BEGIN

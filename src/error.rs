//! Error types used by tasks and pipelines.
//!
//! [`TaskError`] covers protocol violations only: driving a finished task,
//! illegal transitions, re-inserting or renaming an attached task, and casting a
//! type-erased handle to the wrong concrete type. A task's own domain failure
//! travels as [`Status::Error`](crate::Status::Error) and cancellation is the
//! [`Status::Canceled`](crate::Status::Canceled) status; neither is a `TaskError`.
//!
//! Every variant provides `as_label` / `as_message` helpers for logging.

use thiserror::Error;

use crate::status::StatusDescription;
use crate::tasks::TaskName;

/// # Protocol violations raised by task and pipeline operations.
///
/// The offending change is never applied; the caller gets the error and a
/// `tracing` diagnostic is emitted at the rejection site.
#[non_exhaustive]
#[derive(Error, Debug, Clone, PartialEq, Eq)]
pub enum TaskError {
    /// A transition was requested after the task reached a terminal status.
    #[error("task {name} already finished as {current}; rejected {attempted}")]
    AlreadyTerminal {
        /// Task name.
        name: TaskName,
        /// Terminal status the task holds.
        current: StatusDescription,
        /// Status that was rejected.
        attempted: StatusDescription,
    },

    /// The transition is not an edge of the state graph (e.g. `idle -> success`).
    #[error("task {name}: illegal transition {from} -> {to}")]
    InvalidTransition {
        /// Task name.
        name: TaskName,
        /// Current status.
        from: StatusDescription,
        /// Rejected status.
        to: StatusDescription,
    },

    /// The task is already tracked by a pipeline.
    #[error("task {name} already belongs to a pipeline")]
    AlreadyInPipeline {
        /// Task name.
        name: TaskName,
    },

    /// The task joined a pipeline and its name is now fixed.
    #[error("task {name} joined a pipeline; its name cannot change")]
    NameLocked {
        /// Current (fixed) name.
        name: TaskName,
    },

    /// A type-erased handle does not wrap the requested concrete task type.
    #[error("task {name} is not a {expected}")]
    TypeMismatch {
        /// Task name.
        name: TaskName,
        /// Requested type.
        expected: &'static str,
    },
}

impl TaskError {
    /// Returns a short stable label (snake_case) for use in logs/metrics.
    ///
    /// # Example
    /// ```
    /// use taskpipe::{StatusDescription, TaskError, TaskName};
    ///
    /// let err = TaskError::AlreadyTerminal {
    ///     name: TaskName::from("upload"),
    ///     current: StatusDescription::Canceled,
    ///     attempted: StatusDescription::Success,
    /// };
    /// assert_eq!(err.as_label(), "task_already_terminal");
    /// ```
    pub fn as_label(&self) -> &'static str {
        match self {
            TaskError::AlreadyTerminal { .. } => "task_already_terminal",
            TaskError::InvalidTransition { .. } => "task_invalid_transition",
            TaskError::AlreadyInPipeline { .. } => "task_already_in_pipeline",
            TaskError::NameLocked { .. } => "task_name_locked",
            TaskError::TypeMismatch { .. } => "task_type_mismatch",
        }
    }

    /// Returns a human-readable message with details about the error.
    pub fn as_message(&self) -> String {
        match self {
            TaskError::AlreadyTerminal {
                current, attempted, ..
            } => format!("finished as {current}, got {attempted}"),
            TaskError::InvalidTransition { from, to, .. } => format!("{from} -> {to}"),
            TaskError::AlreadyInPipeline { name } => format!("{name} is already tracked"),
            TaskError::NameLocked { name } => format!("{name} is fixed"),
            TaskError::TypeMismatch { expected, .. } => format!("expected {expected}"),
        }
    }

    /// Name of the task the error refers to.
    pub fn task_name(&self) -> &TaskName {
        match self {
            TaskError::AlreadyTerminal { name, .. }
            | TaskError::InvalidTransition { name, .. }
            | TaskError::AlreadyInPipeline { name }
            | TaskError::NameLocked { name }
            | TaskError::TypeMismatch { name, .. } => name,
        }
    }
}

END

- [About this exercise]:
Restate every line of the data word for word.

- [Solution to the problem]:
filename src/error.rs
//! Error types used by tasks and pipelines.
//!
//! [`TaskError`] covers protocol violations only: driving a finished task,
//! illegal transitions, re-inserting or renaming an attached task, and casting a
//! type-erased handle to the wrong concrete type. A task's own domain failure
//! travels as [`Status::Error`](crate::Status::Error) and cancellation is the
//! [`Status::Canceled`](crate::Status::Canceled) status; neither is a `TaskError`.
//!
//! Every variant provides `as_label` / `as_message` helpers for logging.

use thiserror::Error;

use crate::status::StatusDescription;
use crate::tasks::TaskName;

/// # Protocol violations raised by task and pipeline operations.
///
/// The offending change is never applied; the caller gets the error and a
/// `tracing` diagnostic is emitted at the rejection site.
#[non_exhaustive]
#[derive(Error, Debug, Clone, PartialEq, Eq)]
pub enum TaskError {
    /// A transition was requested after the task reached a terminal status.
    #[error("task {name} already finished as {current}; rejected {attempted}")]
    AlreadyTerminal {
        /// Task name.
        name: TaskName,
        /// Terminal status the task holds.
        current: StatusDescription,
        /// Status that was rejected.
        attempted: StatusDescription,
    },

    /// The transition is not an edge of the state graph (e.g. `idle -> success`).
    #[error("task {name}: illegal transition {from} -> {to}")]
    InvalidTransition {
        /// Task name.
        name: TaskName,
        /// Current status.
        from: StatusDescription,
        /// Rejected status.
        to: StatusDescription,
    },

    /// The task is already tracked by a pipeline.
    #[error("task {name} already belongs to a pipeline")]
    AlreadyInPipeline {
        /// Task name.
        name: TaskName,
    },

    /// The task joined a pipeline and its name is now fixed.
    #[error("task {name} joined a pipeline; its name cannot change")]
    NameLocked {
        /// Current (fixed) name.
        name: TaskName,
    },

    /// A type-erased handle does not wrap the requested concrete task type.
    #[error("task {name} is not a {expected}")]
    TypeMismatch {
        /// Task name.
        name: TaskName,
        /// Requested type.
        expected: &'static str,
    },
}

impl TaskError {
    /// Returns a short stable label (snake_case) for use in logs/metrics.
    ///
    /// # Example
    /// ```
    /// use taskpipe::{StatusDescription, TaskError, TaskName};
    ///
    /// let err = TaskError::AlreadyTerminal {
    ///     name: TaskName::from("upload"),
    ///     current: StatusDescription::Canceled,
    ///     attempted: StatusDescription::Success,
    /// };
    /// assert_eq!(err.as_label(), "task_already_terminal");
    /// ```
    pub fn as_label(&self) -> &'static str {
        match self {
            TaskError::AlreadyTerminal { .. } => "task_already_terminal",
            TaskError::InvalidTransition { .. } => "task_invalid_transition",
            TaskError::AlreadyInPipeline { .. } => "task_already_in_pipeline",
            TaskError::NameLocked { .. } => "task_name_locked",
            TaskError::TypeMismatch { .. } => "task_type_mismatch",
        }
    }

    /// Returns a human-readable message with details about the error.
    pub fn as_message(&self) -> String {
        match self {
            TaskError::AlreadyTerminal {
                current, attempted, ..
            } => format!("finished as {current}, got {attempted}"),
            TaskError::InvalidTransition { from, to, .. } => format!("{from} -> {to}"),
            TaskError::AlreadyInPipeline { name } => format!("{name} is already tracked"),
            TaskError::NameLocked { name } => format!("{name} is fixed"),
            TaskError::TypeMismatch { expected, .. } => format!("expected {expected}"),
        }
    }

    /// Name of the task the error refers to.
    pub fn task_name(&self) -> &TaskName {
        match self {
            TaskError::AlreadyTerminal { name, .. }
            | TaskError::InvalidTransition { name, .. }
            | TaskError::AlreadyInPipeline { name }
            | TaskError::NameLocked { name }
            | TaskError::TypeMismatch { name, .. } => name,
        }
    }
}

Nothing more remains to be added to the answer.